[[ THE DATA open ]]

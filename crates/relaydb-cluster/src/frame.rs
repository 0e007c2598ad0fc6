//! Length-prefixed wire framing.
//!
//! `[4-byte big-endian length N][N bytes JSON body]`. Frames above the
//! size cap are rejected before any allocation.

use bytes::{BufMut, BytesMut};
use tokio::io::{AsyncRead, AsyncReadExt, AsyncWrite, AsyncWriteExt};

use crate::error::{ClusterError, Result};
use crate::message::Envelope;

/// Upper bound on a single frame body.
pub const MAX_FRAME_BYTES: usize = 10 * 1024 * 1024;

/// Serialize and write one frame.
pub async fn write_frame<W>(writer: &mut W, envelope: &Envelope) -> Result<()>
where
    W: AsyncWrite + Unpin,
{
    let body = serde_json::to_vec(envelope)?;
    if body.len() > MAX_FRAME_BYTES {
        return Err(ClusterError::FrameTooLarge(body.len()));
    }
    let mut buf = BytesMut::with_capacity(4 + body.len());
    buf.put_u32(body.len() as u32);
    buf.put_slice(&body);
    writer.write_all(&buf).await?;
    writer.flush().await?;
    Ok(())
}

/// Read one frame; `None` on clean EOF at a frame boundary.
pub async fn read_frame<R>(reader: &mut R) -> Result<Option<Envelope>>
where
    R: AsyncRead + Unpin,
{
    let mut len_buf = [0u8; 4];
    match reader.read_exact(&mut len_buf).await {
        Ok(_) => {}
        Err(e) if e.kind() == std::io::ErrorKind::UnexpectedEof => return Ok(None),
        Err(e) => return Err(e.into()),
    }
    let len = u32::from_be_bytes(len_buf) as usize;
    if len == 0 || len > MAX_FRAME_BYTES {
        return Err(ClusterError::FrameTooLarge(len));
    }
    let mut body = vec![0u8; len];
    reader.read_exact(&mut body).await?;
    let envelope: Envelope = serde_json::from_slice(&body)
        .map_err(|e| ClusterError::Transport(format!("bad frame body: {e}")))?;
    Ok(Some(envelope))
}
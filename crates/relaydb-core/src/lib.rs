pub mod backend;
pub mod error;
pub mod statement;
pub mod txnlog;

pub use crate::backend::memory::MemoryBackend;
pub use crate::backend::pool::{BackendPool, PoolConfig, PooledSession};
pub use crate::backend::{Backend, BackendSession, Row};
pub use crate::error::{CoreError, Result};
pub use crate::statement::StatementKind;
pub use crate::txnlog::{TxnLogStatus, TxnLogStore, UnresolvedTxn};
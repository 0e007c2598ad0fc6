//! Table-level lock manager.
//!
//! Per table: a held set and a FIFO waiter queue. SHARED/SHARED is the only
//! compatible pair; grants are strictly in queue order (no barging). A
//! transaction that already holds a lock on a table re-enters freely, and
//! may upgrade while it is the sole holder. Waiting is bounded; timeouts
//! return a structured result and remove the waiter from the queue. There
//! is no deadlock detection — timeouts break cycles.

use std::collections::{HashMap, HashSet, VecDeque};
use std::time::Duration;

use parking_lot::Mutex;
use tokio::sync::oneshot;
use tracing::debug;

#[derive(Debug, Clone, Copy, PartialEq, Eq)]
pub enum LockMode {
    Shared,
    Exclusive,
}

/// Outcome of an acquisition attempt.
#[derive(Debug, Clone, Copy, PartialEq, Eq)]
pub enum LockGrant {
    Granted,
    Timeout,
}

struct Waiter {
    id: u64,
    txn_id: String,
    mode: LockMode,
    notify: oneshot::Sender<()>,
}

#[derive(Default)]
struct TableLock {
    holders: Vec<(String, LockMode)>,
    waiters: VecDeque<Waiter>,
}

#[derive(Default)]
struct State {
    tables: HashMap<String, TableLock>,
    by_txn: HashMap<String, HashSet<String>>,
    next_waiter_id: u64,
}

/// Node-local lock table. Writes are globally serialized through the
/// coordinator, so contention is between concurrent write sessions on the
/// coordinator and local reads dispatched here.
#[derive(Default)]
pub struct LockManager {
    state: Mutex<State>,
}

impl LockManager {
    pub fn new() -> Self {
        LockManager::default()
    }

    /// Acquire a lock, waiting in FIFO order up to `timeout`.
    pub async fn acquire(
        &self,
        txn_id: &str,
        table: &str,
        mode: LockMode,
        timeout: Duration,
    ) -> LockGrant {
        let (waiter_id, rx) = {
            let mut guard = self.state.lock();
            let State {
                tables,
                by_txn,
                next_waiter_id,
            } = &mut *guard;
            let entry = tables.entry(table.to_string()).or_default();

            let reentrant = entry.holders.iter().any(|(t, _)| t == txn_id);
            let can_grant = if reentrant {
                compatible(&entry.holders, txn_id, mode)
            } else {
                entry.waiters.is_empty() && compatible(&entry.holders, txn_id, mode)
            };
            if can_grant {
                entry.holders.push((txn_id.to_string(), mode));
                by_txn
                    .entry(txn_id.to_string())
                    .or_default()
                    .insert(table.to_string());
                return LockGrant::Granted;
            }

            let (tx, rx) = oneshot::channel();
            let id = *next_waiter_id;
            *next_waiter_id += 1;
            entry.waiters.push_back(Waiter {
                id,
                txn_id: txn_id.to_string(),
                mode,
                notify: tx,
            });
            (id, rx)
        };

        match tokio::time::timeout(timeout, rx).await {
            Ok(Ok(())) => LockGrant::Granted,
            _ => {
                let mut state = self.state.lock();
                let mut removed = false;
                if let Some(entry) = state.tables.get_mut(table) {
                    let before = entry.waiters.len();
                    entry.waiters.retain(|w| w.id != waiter_id);
                    removed = entry.waiters.len() < before;
                }
                if removed {
                    // a timed-out head may have been blocking compatible
                    // waiters behind it
                    promote(&mut state, table);
                    debug!("txn {txn_id} timed out waiting for {mode:?} on {table}");
                    return LockGrant::Timeout;
                }
                // the grant raced the timeout and won
                if state
                    .by_txn
                    .get(txn_id)
                    .map(|tables| tables.contains(table))
                    .unwrap_or(false)
                {
                    LockGrant::Granted
                } else {
                    LockGrant::Timeout
                }
            }
        }
    }

    /// Release every lock held by a transaction and promote waiters FIFO.
    pub fn release_all(&self, txn_id: &str) {
        let mut state = self.state.lock();
        let Some(tables) = state.by_txn.remove(txn_id) else {
            return;
        };
        for table in tables {
            if let Some(entry) = state.tables.get_mut(&table) {
                entry.holders.retain(|(t, _)| t != txn_id);
            }
            promote(&mut state, &table);
            if let Some(entry) = state.tables.get(&table) {
                if entry.holders.is_empty() && entry.waiters.is_empty() {
                    state.tables.remove(&table);
                }
            }
        }
    }

    /// Whether a transaction holds any lock on a table.
    pub fn holds(&self, txn_id: &str, table: &str) -> bool {
        self.state
            .lock()
            .tables
            .get(table)
            .map(|entry| entry.holders.iter().any(|(t, _)| t == txn_id))
            .unwrap_or(false)
    }

    /// Number of tables with at least one holder or waiter.
    pub fn locked_tables(&self) -> usize {
        self.state.lock().tables.len()
    }
}

fn compatible(holders: &[(String, LockMode)], txn_id: &str, mode: LockMode) -> bool {
    if holders.is_empty() {
        return true;
    }
    if holders.iter().any(|(t, _)| t == txn_id) {
        return match mode {
            LockMode::Shared => true,
            LockMode::Exclusive => holders.iter().all(|(t, _)| t == txn_id),
        };
    }
    match mode {
        LockMode::Shared => holders.iter().all(|(_, m)| *m == LockMode::Shared),
        LockMode::Exclusive => false,
    }
}

fn promote(state: &mut State, table: &str) {
    let Some(entry) = state.tables.get_mut(table) else {
        return;
    };
    let mut granted: Vec<(String, LockMode)> = Vec::new();
    while let Some(front) = entry.waiters.front() {
        if !compatible(&entry.holders, &front.txn_id, front.mode) {
            break;
        }
        let waiter = match entry.waiters.pop_front() {
            Some(w) => w,
            None => break,
        };
        // a dropped receiver means the waiter timed out; skip it
        if waiter.notify.send(()).is_ok() {
            entry.holders.push((waiter.txn_id.clone(), waiter.mode));
            granted.push((waiter.txn_id, waiter.mode));
        }
    }
    for (txn_id, _) in granted {
        state
            .by_txn
            .entry(txn_id)
            .or_default()
            .insert(table.to_string());
    }
}

#[cfg(test)]
mod tests {
    use super::*;
    use std::sync::Arc;

    const T: Duration = Duration::from_millis(500);

    #[tokio::test]
    async fn test_shared_locks_coexist() {
        let locks = LockManager::new();
        assert_eq!(locks.acquire("t1", "users", LockMode::Shared, T).await, LockGrant::Granted);
        assert_eq!(locks.acquire("t2", "users", LockMode::Shared, T).await, LockGrant::Granted);
        locks.release_all("t1");
        locks.release_all("t2");
        assert_eq!(locks.locked_tables(), 0);
    }

    #[tokio::test]
    async fn test_exclusive_conflicts_until_release() {
        let locks = Arc::new(LockManager::new());
        assert_eq!(
            locks.acquire("t1", "users", LockMode::Exclusive, T).await,
            LockGrant::Granted
        );

        let locks2 = Arc::clone(&locks);
        let waiter =
            tokio::spawn(
                async move { locks2.acquire("t2", "users", LockMode::Exclusive, T).await },
            );
        tokio::time::sleep(Duration::from_millis(50)).await;
        locks.release_all("t1");
        assert_eq!(waiter.await.unwrap(), LockGrant::Granted);
        assert!(locks.holds("t2", "users"));
    }

    #[tokio::test]
    async fn test_timeout_returns_structured_result() {
        let locks = LockManager::new();
        locks.acquire("t1", "users", LockMode::Exclusive, T).await;
        let grant = locks
            .acquire("t2", "users", LockMode::Shared, Duration::from_millis(50))
            .await;
        assert_eq!(grant, LockGrant::Timeout);
        assert!(!locks.holds("t2", "users"));
    }

    #[tokio::test]
    async fn test_fifo_grant_order_without_barging() {
        let locks = Arc::new(LockManager::new());
        locks.acquire("t1", "users", LockMode::Exclusive, T).await;

        let order = Arc::new(Mutex::new(Vec::new()));
        let mut handles = Vec::new();
        for name in ["t2", "t3", "t4"] {
            let locks = Arc::clone(&locks);
            let order = Arc::clone(&order);
            handles.push(tokio::spawn(async move {
                let grant = locks.acquire(name, "users", LockMode::Exclusive, T).await;
                assert_eq!(grant, LockGrant::Granted);
                order.lock().push(name.to_string());
                locks.release_all(name);
            }));
            // establish queue order deterministically
            tokio::time::sleep(Duration::from_millis(30)).await;
        }

        locks.release_all("t1");
        for handle in handles {
            handle.await.unwrap();
        }
        assert_eq!(*order.lock(), vec!["t2", "t3", "t4"]);
    }

    #[tokio::test]
    async fn test_shared_waiters_promoted_together() {
        let locks = Arc::new(LockManager::new());
        locks.acquire("w", "users", LockMode::Exclusive, T).await;

        let mut handles = Vec::new();
        for name in ["r1", "r2"] {
            let locks = Arc::clone(&locks);
            handles.push(tokio::spawn(async move {
                locks.acquire(name, "users", LockMode::Shared, T).await
            }));
        }
        tokio::time::sleep(Duration::from_millis(50)).await;
        locks.release_all("w");
        for handle in handles {
            assert_eq!(handle.await.unwrap(), LockGrant::Granted);
        }
        assert!(locks.holds("r1", "users") && locks.holds("r2", "users"));
    }

    #[tokio::test]
    async fn test_reentrant_acquire() {
        let locks = LockManager::new();
        locks.acquire("t1", "users", LockMode::Exclusive, T).await;
        assert_eq!(
            locks.acquire("t1", "users", LockMode::Exclusive, T).await,
            LockGrant::Granted
        );
        locks.release_all("t1");
        assert!(!locks.holds("t1", "users"));
    }

    #[tokio::test]
    async fn test_disjoint_tables_do_not_conflict() {
        let locks = LockManager::new();
        assert_eq!(
            locks.acquire("t1", "users", LockMode::Exclusive, T).await,
            LockGrant::Granted
        );
        assert_eq!(
            locks.acquire("t2", "orders", LockMode::Exclusive, T).await,
            LockGrant::Granted
        );
    }
}
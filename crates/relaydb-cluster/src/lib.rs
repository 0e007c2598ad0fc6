//! Distributed control plane for a replicated SQL middleware cluster.
//!
//! # Architecture
//!
//! ```text
//! ┌──────────────────────────────────────────────────┐
//! │               Client (statements)                 │
//! ├──────────────────────────────────────────────────┤
//! │  ClusterNode                                      │
//! │   ├─ Messenger (framed, checksummed transport)   │
//! │   ├─ HealthMonitor (heartbeats, UP set)          │
//! │   ├─ ElectionEngine (Bully, CoordinatorView)     │
//! │   ├─ ReadBalancer (round-robin / least-loaded)   │
//! │   ├─ TwoPhaseCoordinator (writes, 2PC)           │
//! │   └─ Participant (locks, pinned sessions, log)   │
//! ├──────────────────────────────────────────────────┤
//! │  relaydb-core (backend seam, local replica)      │
//! └──────────────────────────────────────────────────┘
//! ```

pub mod balance;
pub mod config;
pub mod election;
pub mod error;
pub mod frame;
pub mod health;
pub mod locks;
pub mod message;
pub mod node;
pub mod participant;
pub mod transport;
pub mod twopc;

pub use crate::balance::ReadBalancer;
pub use crate::config::{ClusterConfig, NodeDescriptor, NodeId, ReadStrategy};
pub use crate::election::{CoordinatorView, ViewSnapshot};
pub use crate::error::{ClusterError, ErrorCode, Result};
pub use crate::health::{HealthEvent, HealthMonitor, PeerStatus};
pub use crate::locks::{LockGrant, LockManager, LockMode};
pub use crate::message::{generate_txn_id, ClientReply, Envelope, MessageKind, Vote};
pub use crate::node::ClusterNode;
pub use crate::participant::Participant;
pub use crate::twopc::{Transaction, TwoPhaseCoordinator, TxnPhase};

[[ THE DATA closed ]]

◆ EXERCISE INSTRUCTIONS:
In the records above, find each line that holds the word "Duration"; copy all such lines.

◆ ANSWER SECTION:
use std::time::Duration;
        timeout: Duration,
    const T: Duration = Duration::from_millis(500);
        tokio::time::sleep(Duration::from_millis(50)).await;
            .acquire("t2", "users", LockMode::Shared, Duration::from_millis(50))
            tokio::time::sleep(Duration::from_millis(30)).await;
        tokio::time::sleep(Duration::from_millis(50)).await;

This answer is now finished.